What are the advantages of developing automation locally compared with outsourced manufacturing in low-cost countries?

“Among the largest benefits is that companies have greater control of the production process. They can make continuous improvements and adapt more quickly to customer requirements. Acquired expertise is also kept within the organisation. A third plus point is that the flow of goods is reduced which enables major cost savings on storage and transport.”

What can be done to ensure that more companies expand their manufacturing in Sweden using automation and robotics?

“A large challenge for increasing the use of automation and robotics in the future is fixing the skills gap. Manufacturers in Sweden are sending a clear message that they’re having difficulties finding people with suitable skills. As technologies become more advanced, the educational system has to pay closer attention and renew itself in order to match demand. Deeper integration between manufacturers and the educational system is one way to go, and there are others too.”

“Several successful initiatives are now supporting developments in robotics and automation. One of these is THINGS in Stockholm which brings together international manufacturing companies and academia and stimulates an exchange of expertise and know-how. In addition, it is important to work actively with international companies that already have operations in Sweden, with the aim of encouraging them to expand.”

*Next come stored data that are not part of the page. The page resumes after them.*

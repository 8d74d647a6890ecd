//! # Pageforge Editor
//!
//! Core transformation engine for builder documents.
//!
//! ## Architecture
//!
//! ```text
//! ┌─────────────────────────────────────────────┐
//! │ document: raw stored value ⇄ node tree      │
//! └─────────────────────────────────────────────┘
//!                     ↓
//! ┌─────────────────────────────────────────────┐
//! │ editor: decode → mutate/inject → encode     │
//! │  - Path-based removal and text edits        │
//! │  - Template slot-filling injection          │
//! │  - Storage-shape-preserving round trip      │
//! └─────────────────────────────────────────────┘
//!                     ↓
//! ┌─────────────────────────────────────────────┐
//! │ views: outline + text map (read side)       │
//! └─────────────────────────────────────────────┘
//! ```
//!
//! ## Core Principles
//!
//! 1. **The stored shape is sacred**: whatever storage shape and type a
//!    document arrived in, it leaves in
//! 2. **Addresses are positional**: paths index one tree snapshot; one
//!    `apply` call resolves every address against the caller's snapshot
//! 3. **Stale addresses are skipped, not fatal**: automation clients
//!    batch edits; one stale path must not sink the batch
//!
//! ## Usage
//!
//! ```rust,ignore
//! use pageforge_editor::{EditRequest, Pipeline};
//!
//! let pipeline = Pipeline::new();
//!
//! // Read side
//! let view = pipeline.inspect(&raw, &ReadOptions::default());
//!
//! // Write side
//! let request: EditRequest = serde_json::from_str(payload)?;
//! let outcome = pipeline.apply(Some(&raw), &request)?;
//! persist(outcome.document);
//! ```

mod errors;
mod inject;
mod mutations;
mod pipeline;

pub use errors::EditorError;
pub use inject::{Injector, SectionPayload};
pub use mutations::{remove_by_paths, update_property, update_text};
pub use pipeline::{DocumentView, EditOutcome, EditRequest, EditSummary, Pipeline, TextUpdate};

// Re-export common types for convenience
pub use pageforge_document::{ElementCatalog, IdGenerator, Node};
pub use pageforge_views::ReadOptions;
//! Document codec: raw stored value ⇄ `Wrapper`.
//!
//! Builders have stored the same logical document three different ways
//! over the years, and as either a nested mapping or a single encoded
//! string. Decode remembers which shape and which storage type the input
//! used; encode writes the mutated tree back into exactly that position,
//! leaving every sibling key untouched.

use crate::legacy;
use crate::node::Node;
use serde_json::{Map, Value};
use tracing::debug;

/// Which of the historical storage shapes held the document root.
#[derive(Debug, Clone, Copy, PartialEq, Eq)]
pub enum RootSource {
    /// `{ "treeJsonString": "<json of { root, ... }>" }`
    TreeJsonString,
    /// `{ "root": { ... } }`
    Root,
    /// `{ "element": { ... } }` — a bare element, wrapped on decode.
    Element,
}

/// Whether the raw value arrived as a mapping or as an encoded string.
#[derive(Debug, Clone, Copy, PartialEq, Eq)]
pub enum OriginalType {
    Mapping,
    String,
}

pub const TREE_JSON_KEY: &str = "treeJsonString";
pub const ROOT_KEY: &str = "root";
pub const ELEMENT_KEY: &str = "element";

/// Id and type of the root synthesized around a bare `element` document.
/// Keeping these canonical makes the `element` shape round-trip stable.
const WRAPPER_ROOT_ID: u64 = 0;
const WRAPPER_ROOT_TYPE: &str = "root";

/// A decoded document plus everything needed to re-encode it in the same
/// storage shape. Constructed fresh per call, discarded after encode.
#[derive(Debug, Clone)]
pub struct Wrapper {
    pub raw_original: Value,
    pub decoded: Map<String, Value>,
    pub inner: Option<Map<String, Value>>,
    pub root: Node,
    pub root_source: RootSource,
    pub original_type: OriginalType,
}

/// Decode a raw stored value. Absence (`None`) means "no usable document";
/// callers bootstrap with [`build_empty`] when they intend to write.
pub fn decode(raw: &Value) -> Option<Wrapper> {
    let (decoded, original_type) = match raw {
        Value::Object(map) => (map.clone(), OriginalType::Mapping),
        Value::String(text) => (decode_string(text)?, OriginalType::String),
        _ => return None,
    };

    let (root, root_source, inner) = detect_shape(&decoded)?;
    debug!(?root_source, ?original_type, "decoded builder document");

    Some(Wrapper {
        raw_original: raw.clone(),
        decoded,
        inner,
        root,
        root_source,
        original_type,
    })
}

/// Canonical empty document, used when a mutation is requested but no
/// document exists yet.
pub fn build_empty() -> Wrapper {
    let root = Node::new(WRAPPER_ROOT_ID, WRAPPER_ROOT_TYPE);
    let mut inner = Map::new();
    inner.insert(ROOT_KEY.to_string(), root.to_value());

    let mut decoded = Map::new();
    decoded.insert(
        TREE_JSON_KEY.to_string(),
        Value::String(serialize_map(&inner)),
    );

    Wrapper {
        raw_original: Value::Object(decoded.clone()),
        decoded,
        inner: Some(inner),
        root,
        root_source: RootSource::TreeJsonString,
        original_type: OriginalType::Mapping,
    }
}

/// Re-encode a wrapper around a new root. Total: a wrapper with a missing
/// inner mapping falls back to the shape [`build_empty`] produces rather
/// than failing.
pub fn encode(wrapper: &Wrapper, new_root: &Node) -> Value {
    let mut decoded = wrapper.decoded.clone();

    match wrapper.root_source {
        RootSource::TreeJsonString => {
            let mut inner = wrapper.inner.clone().unwrap_or_default();
            inner.insert(ROOT_KEY.to_string(), new_root.to_value());
            decoded.insert(
                TREE_JSON_KEY.to_string(),
                Value::String(serialize_map(&inner)),
            );
        }
        RootSource::Root => {
            decoded.insert(ROOT_KEY.to_string(), new_root.to_value());
        }
        RootSource::Element => {
            // The wrapper root was synthesized on decode; what the host
            // stores is the single element underneath it.
            let element = new_root
                .children
                .first()
                .map(Node::to_value)
                .unwrap_or_else(|| new_root.to_value());
            decoded.insert(ELEMENT_KEY.to_string(), element);
        }
    }

    match wrapper.original_type {
        OriginalType::Mapping => Value::Object(decoded),
        OriginalType::String => Value::String(serialize_map(&decoded)),
    }
}

fn serialize_map(map: &Map<String, Value>) -> String {
    serde_json::to_string(&Value::Object(map.clone())).unwrap_or_default()
}

fn decode_string(text: &str) -> Option<Map<String, Value>> {
    if let Some(Value::Object(map)) = legacy::decode(text) {
        return Some(map);
    }
    if let Ok(Value::Object(map)) = serde_json::from_str::<Value>(text) {
        return Some(map);
    }
    // Some hosts double-encode: a JSON string of a JSON document. Strip the
    // surrounding quotes and reverse the string escaping, then retry.
    let cleaned = unescape(strip_quotes(text));
    match serde_json::from_str::<Value>(&cleaned) {
        Ok(Value::Object(map)) => Some(map),
        _ => None,
    }
}

fn strip_quotes(text: &str) -> &str {
    let trimmed = text.trim();
    for quote in ['"', '\''] {
        if trimmed.len() >= 2 && trimmed.starts_with(quote) && trimmed.ends_with(quote) {
            return &trimmed[1..trimmed.len() - 1];
        }
    }
    trimmed
}

fn unescape(text: &str) -> String {
    let mut out = String::with_capacity(text.len());
    let mut chars = text.chars();
    while let Some(ch) = chars.next() {
        if ch == '\\' {
            match chars.next() {
                Some('"') => out.push('"'),
                Some('\'') => out.push('\''),
                Some('\\') => out.push('\\'),
                Some('/') => out.push('/'),
                Some('n') => out.push('\n'),
                Some('t') => out.push('\t'),
                Some(other) => {
                    out.push('\\');
                    out.push(other);
                }
                None => out.push('\\'),
            }
        } else {
            out.push(ch);
        }
    }
    out
}

fn detect_shape(decoded: &Map<String, Value>) -> Option<(Node, RootSource, Option<Map<String, Value>>)> {
    if let Some(tree_json) = decoded.get(TREE_JSON_KEY) {
        let inner = match tree_json {
            Value::String(text) => match serde_json::from_str::<Value>(text) {
                Ok(Value::Object(map)) => map,
                _ => return None,
            },
            // Older revisions stored the inner mapping un-stringified.
            Value::Object(map) => map.clone(),
            _ => return None,
        };
        let root = match inner.get(ROOT_KEY) {
            Some(value @ Value::Object(_)) => Node::from_value(value)?,
            _ => return None,
        };
        return Some((root, RootSource::TreeJsonString, Some(inner)));
    }

    if let Some(value @ Value::Object(_)) = decoded.get(ROOT_KEY) {
        let root = Node::from_value(value)?;
        return Some((root, RootSource::Root, None));
    }

    if let Some(value @ Value::Object(_)) = decoded.get(ELEMENT_KEY) {
        let element = Node::from_value(value)?;
        let root = Node::with_children(WRAPPER_ROOT_ID, WRAPPER_ROOT_TYPE, vec![element]);
        return Some((root, RootSource::Element, None));
    }

    None
}

#[cfg(test)]
mod tests {
    use super::*;
    use serde_json::json;

    #[test]
    fn test_decode_tree_json_string_shape() {
        let raw = json!({ "treeJsonString": "{\"root\":{\"id\":1,\"children\":[]}}" });
        let wrapper = decode(&raw).unwrap();
        assert_eq!(wrapper.root_source, RootSource::TreeJsonString);
        assert_eq!(wrapper.original_type, OriginalType::Mapping);
        assert_eq!(wrapper.root.id, 1);
        assert!(wrapper.root.children.is_empty());
    }

    #[test]
    fn test_decode_root_shape() {
        let raw = json!({ "root": { "id": 1, "children": [] } });
        let wrapper = decode(&raw).unwrap();
        assert_eq!(wrapper.root_source, RootSource::Root);
        assert_eq!(wrapper.root.id, 1);
    }

    #[test]
    fn test_decode_element_shape_synthesizes_root() {
        let raw = json!({ "element": { "id": 9, "type": "section" } });
        let wrapper = decode(&raw).unwrap();
        assert_eq!(wrapper.root_source, RootSource::Element);
        assert_eq!(wrapper.root.element_type, "root");
        assert_eq!(wrapper.root.children.len(), 1);
        assert_eq!(wrapper.root.children[0].id, 9);
    }

    #[test]
    fn test_decode_string_input() {
        let raw = Value::String("{\"root\":{\"id\":3,\"children\":[]}}".to_string());
        let wrapper = decode(&raw).unwrap();
        assert_eq!(wrapper.original_type, OriginalType::String);
        assert_eq!(wrapper.root.id, 3);
    }

    #[test]
    fn test_decode_legacy_serialized_string() {
        let raw = Value::String(
            "a:1:{s:4:\"root\";a:2:{s:2:\"id\";i:5;s:8:\"children\";a:0:{}}}".to_string(),
        );
        let wrapper = decode(&raw).unwrap();
        assert_eq!(wrapper.original_type, OriginalType::String);
        assert_eq!(wrapper.root_source, RootSource::Root);
        assert_eq!(wrapper.root.id, 5);
    }

    #[test]
    fn test_decode_double_encoded_string() {
        let raw = Value::String("\"{\\\"root\\\":{\\\"id\\\":2,\\\"children\\\":[]}}\"".to_string());
        let wrapper = decode(&raw).unwrap();
        assert_eq!(wrapper.root.id, 2);
    }

    #[test]
    fn test_decode_failure_is_absence() {
        assert!(decode(&json!({ "unrelated": 1 })).is_none());
        assert!(decode(&json!(42)).is_none());
        assert!(decode(&Value::String("not a document".into())).is_none());
        assert!(decode(&json!({ "treeJsonString": "not json" })).is_none());
    }

    #[test]
    fn test_round_trip_preserves_shape_and_siblings() {
        let raw = json!({
            "treeJsonString": "{\"root\":{\"id\":1,\"children\":[{\"id\":2,\"type\":\"section\",\"children\":[]}]},\"settings\":{\"palette\":\"dark\"}}",
            "version": 7
        });
        let wrapper = decode(&raw).unwrap();
        let encoded = encode(&wrapper, &wrapper.root);

        let again = decode(&encoded).unwrap();
        assert_eq!(again.root, wrapper.root);
        assert_eq!(again.root_source, wrapper.root_source);
        assert_eq!(again.original_type, wrapper.original_type);

        // Sibling keys survive both levels.
        assert_eq!(encoded["version"], json!(7));
        assert_eq!(again.inner.as_ref().unwrap()["settings"], json!({ "palette": "dark" }));
    }

    #[test]
    fn test_round_trip_string_type() {
        let raw = Value::String("{\"root\":{\"id\":3,\"children\":[]}}".to_string());
        let wrapper = decode(&raw).unwrap();
        let encoded = encode(&wrapper, &wrapper.root);
        assert!(matches!(encoded, Value::String(_)));

        let again = decode(&encoded).unwrap();
        assert_eq!(again.root, wrapper.root);
        assert_eq!(again.original_type, OriginalType::String);
    }

    #[test]
    fn test_round_trip_element_shape() {
        let raw = json!({ "element": { "id": 9, "type": "section", "children": [] } });
        let wrapper = decode(&raw).unwrap();
        let encoded = encode(&wrapper, &wrapper.root);

        let again = decode(&encoded).unwrap();
        assert_eq!(again.root, wrapper.root);
        assert_eq!(again.root_source, RootSource::Element);
    }

    #[test]
    fn test_encode_with_mutated_root() {
        let raw = json!({ "root": { "id": 1, "children": [] } });
        let wrapper = decode(&raw).unwrap();

        let new_root = Node::with_children(1, "root", vec![Node::new(2, "section")]);
        let encoded = encode(&wrapper, &new_root);
        let again = decode(&encoded).unwrap();
        assert_eq!(again.root, new_root);
    }

    #[test]
    fn test_build_empty() {
        let wrapper = build_empty();
        assert_eq!(wrapper.root_source, RootSource::TreeJsonString);
        assert_eq!(wrapper.original_type, OriginalType::Mapping);
        assert!(wrapper.root.children.is_empty());

        // The canonical empty document decodes back to itself.
        let again = decode(&wrapper.raw_original).unwrap();
        assert_eq!(again.root, wrapper.root);
        assert_eq!(again.root_source, RootSource::TreeJsonString);
    }
}
use crc32fast::Hasher;

/// Derive a stable numeric seed for a document from its storage key.
pub fn document_seed(key: &str) -> u32 {
    let mut hasher = Hasher::new();
    hasher.update(key.as_bytes());
    hasher.finalize()
}

/// Sequential id generator for nodes synthesized within one pipeline call.
///
/// Ids pack the document seed into the high bits and a per-call counter
/// into the low bits, so synthesized ids never collide with the small
/// integer ids builders assign themselves. Each pipeline call owns its own
/// generator; there is no process-wide counter.
#[derive(Debug, Clone)]
pub struct IdGenerator {
    seed: u32,
    count: u32,
}

impl IdGenerator {
    pub fn new(key: &str) -> Self {
        Self {
            seed: document_seed(key),
            count: 0,
        }
    }

    pub fn from_seed(seed: u32) -> Self {
        Self { seed, count: 0 }
    }

    /// Generate the next sequential id.
    pub fn next_id(&mut self) -> u64 {
        self.count += 1;
        (u64::from(self.seed) << 32) | u64::from(self.count)
    }

    pub fn seed(&self) -> u32 {
        self.seed
    }
}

What impact does digitalisation have on the investment climate and how is it affecting the image of Sweden’s industry?

“Digitalisation will benefit Sweden’s competitiveness in manufacturing. But other countries have shown to have a faster pace of development as well as national strategies supporting the process. Sweden has everything to gain by politically engaging with manufacturers and increasing their possibilities to adopt new application areas within the Industrial Internet. There is also a need for increased R&D funding within production systems, digitalisation and processing technologies.”

Ericson maintains that the image of Sweden as a successful manufacturing country must be conveyed in a stronger way.

“Many citizens in Sweden are under the impression that the national manufacturing industry is fading, which is not true,” he says.

“Not only does increased connectivity broaden the horizon for what industry can entail in the future, digitalisation and automation have also brought about exciting possibilities for attracting skilled, young generations to the industry workplace.”

Klas Ericson is Senior Investment Advisor, Manufacturing within the investment group at Business Sweden, which is co-owned by the Swedish government and private entities. The organisation’s official assignment is to promote Swedish exports and to stimulate companies abroad to locate and expand their business operations in Sweden.